* _Work item_
Please repeat the records, word for word and without gaps.

* _Record excerpts_
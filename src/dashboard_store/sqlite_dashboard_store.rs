use super::{BackupHistory, ConfigSource, TaskSettings};
use crate::monitoring::{BackupJobConfig, JobKey, WeekdaySet};
use anyhow::{Context, Result};
use chrono::{DateTime, Utc};
use rusqlite::{params, Connection, OptionalExtension};
use serde::Deserialize;
use std::collections::HashMap;
use std::path::Path;
use std::sync::{Arc, Mutex};
use tracing::warn;

/// Configuration document keys in the dashboard's `configurations` table.
const BACKUP_SETTINGS_KEY: &str = "backup_settings";
const CRON_SERVICE_KEY: &str = "cron_service";
const RETENTION_DAYS_KEY: &str = "retention_days";

/// JSON shape of one entry in the `backup_settings` document, keyed by
/// `server_id:backup_name`.
#[derive(Debug, Deserialize)]
#[serde(rename_all = "camelCase")]
struct RawBackupSetting {
    expected_interval_hours: Option<u32>,
    allowed_weekdays: Option<Vec<u8>>,
    #[serde(default)]
    monitoring_enabled: bool,
}

/// JSON shape of the `cron_service` document.
#[derive(Debug, Deserialize)]
struct RawCronConfig {
    #[serde(default)]
    tasks: HashMap<String, RawTaskSetting>,
}

#[derive(Debug, Deserialize)]
#[serde(rename_all = "camelCase")]
struct RawTaskSetting {
    cron_expression: String,
    #[serde(default)]
    enabled: bool,
}

/// Read adapter over the dashboard application's SQLite database.
///
/// The dashboard owns this database and its schema; the adapter only reads
/// the `configurations` key/value table and the `backup_runs` log (and
/// deletes from the latter for retention pruning).
pub struct SqliteDashboardStore {
    conn: Arc<Mutex<Connection>>,
}

impl SqliteDashboardStore {
    pub fn new<P: AsRef<Path>>(db_path: P) -> Result<Self> {
        let conn = Connection::open(db_path.as_ref())
            .context("Failed to open dashboard database")?;
        Ok(Self {
            conn: Arc::new(Mutex::new(conn)),
        })
    }

    fn get_configuration(&self, key: &str) -> Result<Option<String>> {
        let conn = self.conn.lock().unwrap();
        let value = conn
            .query_row(
                "SELECT value FROM configurations WHERE key = ?1",
                params![key],
                |row| row.get(0),
            )
            .optional()
            .with_context(|| format!("Failed to read configuration {:?}", key))?;
        Ok(value)
    }
}

impl ConfigSource for SqliteDashboardStore {
    fn backup_job_configs(&self) -> Result<HashMap<JobKey, BackupJobConfig>> {
        let Some(json) = self.get_configuration(BACKUP_SETTINGS_KEY)? else {
            return Ok(HashMap::new());
        };

        let raw: HashMap<String, RawBackupSetting> = serde_json::from_str(&json)
            .context("Failed to parse backup_settings configuration")?;

        let mut configs = HashMap::new();
        for (key, setting) in raw {
            let Some(job) = JobKey::parse_key(&key) else {
                warn!("Ignoring malformed backup settings key {:?}", key);
                continue;
            };
            let Some(expected_interval_hours) = setting.expected_interval_hours else {
                warn!("Ignoring backup settings for {} without an interval", job);
                continue;
            };
            let allowed_weekdays = match setting.allowed_weekdays {
                Some(days) => WeekdaySet::from_days(days),
                None => WeekdaySet::ALL,
            };
            configs.insert(
                job,
                BackupJobConfig {
                    expected_interval_hours,
                    allowed_weekdays,
                    monitoring_enabled: setting.monitoring_enabled,
                },
            );
        }
        Ok(configs)
    }

    fn scheduler_tasks(&self) -> Result<Vec<TaskSettings>> {
        let Some(json) = self.get_configuration(CRON_SERVICE_KEY)? else {
            return Ok(Vec::new());
        };

        let raw: RawCronConfig =
            serde_json::from_str(&json).context("Failed to parse cron_service configuration")?;

        let mut tasks: Vec<TaskSettings> = raw
            .tasks
            .into_iter()
            .map(|(name, setting)| TaskSettings {
                name,
                cron_expression: setting.cron_expression,
                enabled: setting.enabled,
            })
            .collect();
        tasks.sort_by(|a, b| a.name.cmp(&b.name));
        Ok(tasks)
    }

    fn retention_days(&self) -> Result<u32> {
        let Some(value) = self.get_configuration(RETENTION_DAYS_KEY)? else {
            return Ok(0);
        };
        value
            .trim()
            .parse()
            .with_context(|| format!("Invalid retention_days configuration {:?}", value))
    }
}

impl BackupHistory for SqliteDashboardStore {
    fn last_run_at(&self, job: &JobKey) -> Result<Option<DateTime<Utc>>> {
        let conn = self.conn.lock().unwrap();
        let raw: Option<String> = conn
            .query_row(
                "SELECT finished_at FROM backup_runs
                 WHERE server_id = ?1 AND backup_name = ?2 AND status = 'success'
                 ORDER BY datetime(finished_at) DESC LIMIT 1",
                params![job.server_id, job.backup_name],
                |row| row.get(0),
            )
            .optional()
            .with_context(|| format!("Failed to read backup history for {}", job))?;

        match raw {
            Some(timestamp) => {
                let parsed = DateTime::parse_from_rfc3339(&timestamp)
                    .map(|dt| dt.with_timezone(&Utc))
                    .with_context(|| {
                        format!("Invalid run timestamp {:?} for {}", timestamp, job)
                    })?;
                Ok(Some(parsed))
            }
            None => Ok(None),
        }
    }

    fn prune_runs_before(&self, cutoff: DateTime<Utc>) -> Result<usize> {
        let conn = self.conn.lock().unwrap();
        let deleted = conn
            .execute(
                "DELETE FROM backup_runs WHERE datetime(finished_at) < datetime(?1)",
                params![cutoff.to_rfc3339()],
            )
            .context("Failed to prune backup run history")?;
        Ok(deleted)
    }
}
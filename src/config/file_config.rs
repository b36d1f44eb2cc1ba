use anyhow::{Context, Result};
use serde::Deserialize;
use std::path::Path;

/// Optional TOML configuration file. Every field overrides the matching CLI
/// argument when present.
#[derive(Debug, Deserialize, Default)]
#[serde(default)]
pub struct FileConfig {
    pub dashboard_db: Option<String>,
    pub alerts_db: Option<String>,
    pub port: Option<u16>,
    pub webhook_url: Option<String>,
    pub webhook_timeout_sec: Option<u64>,
}

impl FileConfig {
    pub fn load<P: AsRef<Path>>(path: P) -> Result<Self> {
        let path = path.as_ref();
        let content = std::fs::read_to_string(path)
            .with_context(|| format!("Failed to read config file {:?}", path))?;
        toml::from_str(&content).with_context(|| format!("Failed to parse config file {:?}", path))
    }
}
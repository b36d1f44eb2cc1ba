//! SQLite schema for the alert dedup database.

use crate::sqlite_column;
use crate::sqlite_persistence::{Column, SqlType, Table, VersionedSchema};

/// Overdue alerts table - one row per job currently overdue and notified
const OVERDUE_ALERTS_TABLE_V1: Table = Table {
    name: "overdue_alerts",
    columns: &[
        sqlite_column!("id", &SqlType::Integer, is_primary_key = true), // AUTOINCREMENT
        sqlite_column!("server_id", &SqlType::Text, non_null = true),
        sqlite_column!("backup_name", &SqlType::Text, non_null = true),
        sqlite_column!("expected_due_at", &SqlType::Text, non_null = true),
        sqlite_column!("notified_at", &SqlType::Text, non_null = true),
    ],
    indices: &[],
    unique_constraints: &[&["server_id", "backup_name"]],
};

/// All versioned schemas for the alert database.
///
/// Version 1: overdue alerts table
pub const ALERTS_VERSIONED_SCHEMAS: &[VersionedSchema] = &[VersionedSchema {
    version: 1,
    tables: &[OVERDUE_ALERTS_TABLE_V1],
    migration: None, // Initial version has no migration
}];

* _Task output_
filename src/dashboard_store/sqlite_dashboard_store.rs
use super::{BackupHistory, ConfigSource, TaskSettings};
use crate::monitoring::{BackupJobConfig, JobKey, WeekdaySet};
use anyhow::{Context, Result};
use chrono::{DateTime, Utc};
use rusqlite::{params, Connection, OptionalExtension};
use serde::Deserialize;
use std::collections::HashMap;
use std::path::Path;
use std::sync::{Arc, Mutex};
use tracing::warn;

/// Configuration document keys in the dashboard's `configurations` table.
const BACKUP_SETTINGS_KEY: &str = "backup_settings";
const CRON_SERVICE_KEY: &str = "cron_service";
const RETENTION_DAYS_KEY: &str = "retention_days";

/// JSON shape of one entry in the `backup_settings` document, keyed by
/// `server_id:backup_name`.
#[derive(Debug, Deserialize)]
#[serde(rename_all = "camelCase")]
struct RawBackupSetting {
    expected_interval_hours: Option<u32>,
    allowed_weekdays: Option<Vec<u8>>,
    #[serde(default)]
    monitoring_enabled: bool,
}

/// JSON shape of the `cron_service` document.
#[derive(Debug, Deserialize)]
struct RawCronConfig {
    #[serde(default)]
    tasks: HashMap<String, RawTaskSetting>,
}

#[derive(Debug, Deserialize)]
#[serde(rename_all = "camelCase")]
struct RawTaskSetting {
    cron_expression: String,
    #[serde(default)]
    enabled: bool,
}

/// Read adapter over the dashboard application's SQLite database.
///
/// The dashboard owns this database and its schema; the adapter only reads
/// the `configurations` key/value table and the `backup_runs` log (and
/// deletes from the latter for retention pruning).
pub struct SqliteDashboardStore {
    conn: Arc<Mutex<Connection>>,
}

impl SqliteDashboardStore {
    pub fn new<P: AsRef<Path>>(db_path: P) -> Result<Self> {
        let conn = Connection::open(db_path.as_ref())
            .context("Failed to open dashboard database")?;
        Ok(Self {
            conn: Arc::new(Mutex::new(conn)),
        })
    }

    fn get_configuration(&self, key: &str) -> Result<Option<String>> {
        let conn = self.conn.lock().unwrap();
        let value = conn
            .query_row(
                "SELECT value FROM configurations WHERE key = ?1",
                params![key],
                |row| row.get(0),
            )
            .optional()
            .with_context(|| format!("Failed to read configuration {:?}", key))?;
        Ok(value)
    }
}

impl ConfigSource for SqliteDashboardStore {
    fn backup_job_configs(&self) -> Result<HashMap<JobKey, BackupJobConfig>> {
        let Some(json) = self.get_configuration(BACKUP_SETTINGS_KEY)? else {
            return Ok(HashMap::new());
        };

        let raw: HashMap<String, RawBackupSetting> = serde_json::from_str(&json)
            .context("Failed to parse backup_settings configuration")?;

        let mut configs = HashMap::new();
        for (key, setting) in raw {
            let Some(job) = JobKey::parse_key(&key) else {
                warn!("Ignoring malformed backup settings key {:?}", key);
                continue;
            };
            let Some(expected_interval_hours) = setting.expected_interval_hours else {
                warn!("Ignoring backup settings for {} without an interval", job);
                continue;
            };
            let allowed_weekdays = match setting.allowed_weekdays {
                Some(days) => WeekdaySet::from_days(days),
                None => WeekdaySet::ALL,
            };
            configs.insert(
                job,
                BackupJobConfig {
                    expected_interval_hours,
                    allowed_weekdays,
                    monitoring_enabled: setting.monitoring_enabled,
                },
            );
        }
        Ok(configs)
    }

    fn scheduler_tasks(&self) -> Result<Vec<TaskSettings>> {
        let Some(json) = self.get_configuration(CRON_SERVICE_KEY)? else {
            return Ok(Vec::new());
        };

        let raw: RawCronConfig =
            serde_json::from_str(&json).context("Failed to parse cron_service configuration")?;

        let mut tasks: Vec<TaskSettings> = raw
            .tasks
            .into_iter()
            .map(|(name, setting)| TaskSettings {
                name,
                cron_expression: setting.cron_expression,
                enabled: setting.enabled,
            })
            .collect();
        tasks.sort_by(|a, b| a.name.cmp(&b.name));
        Ok(tasks)
    }

    fn retention_days(&self) -> Result<u32> {
        let Some(value) = self.get_configuration(RETENTION_DAYS_KEY)? else {
            return Ok(0);
        };
        value
            .trim()
            .parse()
            .with_context(|| format!("Invalid retention_days configuration {:?}", value))
    }
}

impl BackupHistory for SqliteDashboardStore {
    fn last_run_at(&self, job: &JobKey) -> Result<Option<DateTime<Utc>>> {
        let conn = self.conn.lock().unwrap();
        let raw: Option<String> = conn
            .query_row(
                "SELECT finished_at FROM backup_runs
                 WHERE server_id = ?1 AND backup_name = ?2 AND status = 'success'
                 ORDER BY datetime(finished_at) DESC LIMIT 1",
                params![job.server_id, job.backup_name],
                |row| row.get(0),
            )
            .optional()
            .with_context(|| format!("Failed to read backup history for {}", job))?;

        match raw {
            Some(timestamp) => {
                let parsed = DateTime::parse_from_rfc3339(&timestamp)
                    .map(|dt| dt.with_timezone(&Utc))
                    .with_context(|| {
                        format!("Invalid run timestamp {:?} for {}", timestamp, job)
                    })?;
                Ok(Some(parsed))
            }
            None => Ok(None),
        }
    }

    fn prune_runs_before(&self, cutoff: DateTime<Utc>) -> Result<usize> {
        let conn = self.conn.lock().unwrap();
        let deleted = conn
            .execute(
                "DELETE FROM backup_runs WHERE datetime(finished_at) < datetime(?1)",
                params![cutoff.to_rfc3339()],
            )
            .context("Failed to prune backup run history")?;
        Ok(deleted)
    }
}
filename src/config/file_config.rs
repository b36d1f44eb2cc1ba
use anyhow::{Context, Result};
use serde::Deserialize;
use std::path::Path;

/// Optional TOML configuration file. Every field overrides the matching CLI
/// argument when present.
#[derive(Debug, Deserialize, Default)]
#[serde(default)]
pub struct FileConfig {
    pub dashboard_db: Option<String>,
    pub alerts_db: Option<String>,
    pub port: Option<u16>,
    pub webhook_url: Option<String>,
    pub webhook_timeout_sec: Option<u64>,
}

impl FileConfig {
    pub fn load<P: AsRef<Path>>(path: P) -> Result<Self> {
        let path = path.as_ref();
        let content = std::fs::read_to_string(path)
            .with_context(|| format!("Failed to read config file {:?}", path))?;
        toml::from_str(&content).with_context(|| format!("Failed to parse config file {:?}", path))
    }
}
repository b36d1f44eb2cc1ba
//! SQLite schema for the alert dedup database.

use crate::sqlite_column;
use crate::sqlite_persistence::{Column, SqlType, Table, VersionedSchema};

/// Overdue alerts table - one row per job currently overdue and notified
const OVERDUE_ALERTS_TABLE_V1: Table = Table {
    name: "overdue_alerts",
    columns: &[
        sqlite_column!("id", &SqlType::Integer, is_primary_key = true), // AUTOINCREMENT
        sqlite_column!("server_id", &SqlType::Text, non_null = true),
        sqlite_column!("backup_name", &SqlType::Text, non_null = true),
        sqlite_column!("expected_due_at", &SqlType::Text, non_null = true),
        sqlite_column!("notified_at", &SqlType::Text, non_null = true),
    ],
    indices: &[],
    unique_constraints: &[&["server_id", "backup_name"]],
};

/// All versioned schemas for the alert database.
///
/// Version 1: overdue alerts table
pub const ALERTS_VERSIONED_SCHEMAS: &[VersionedSchema] = &[VersionedSchema {
    version: 1,
    tables: &[OVERDUE_ALERTS_TABLE_V1],
    migration: None, // Initial version has no migration
}];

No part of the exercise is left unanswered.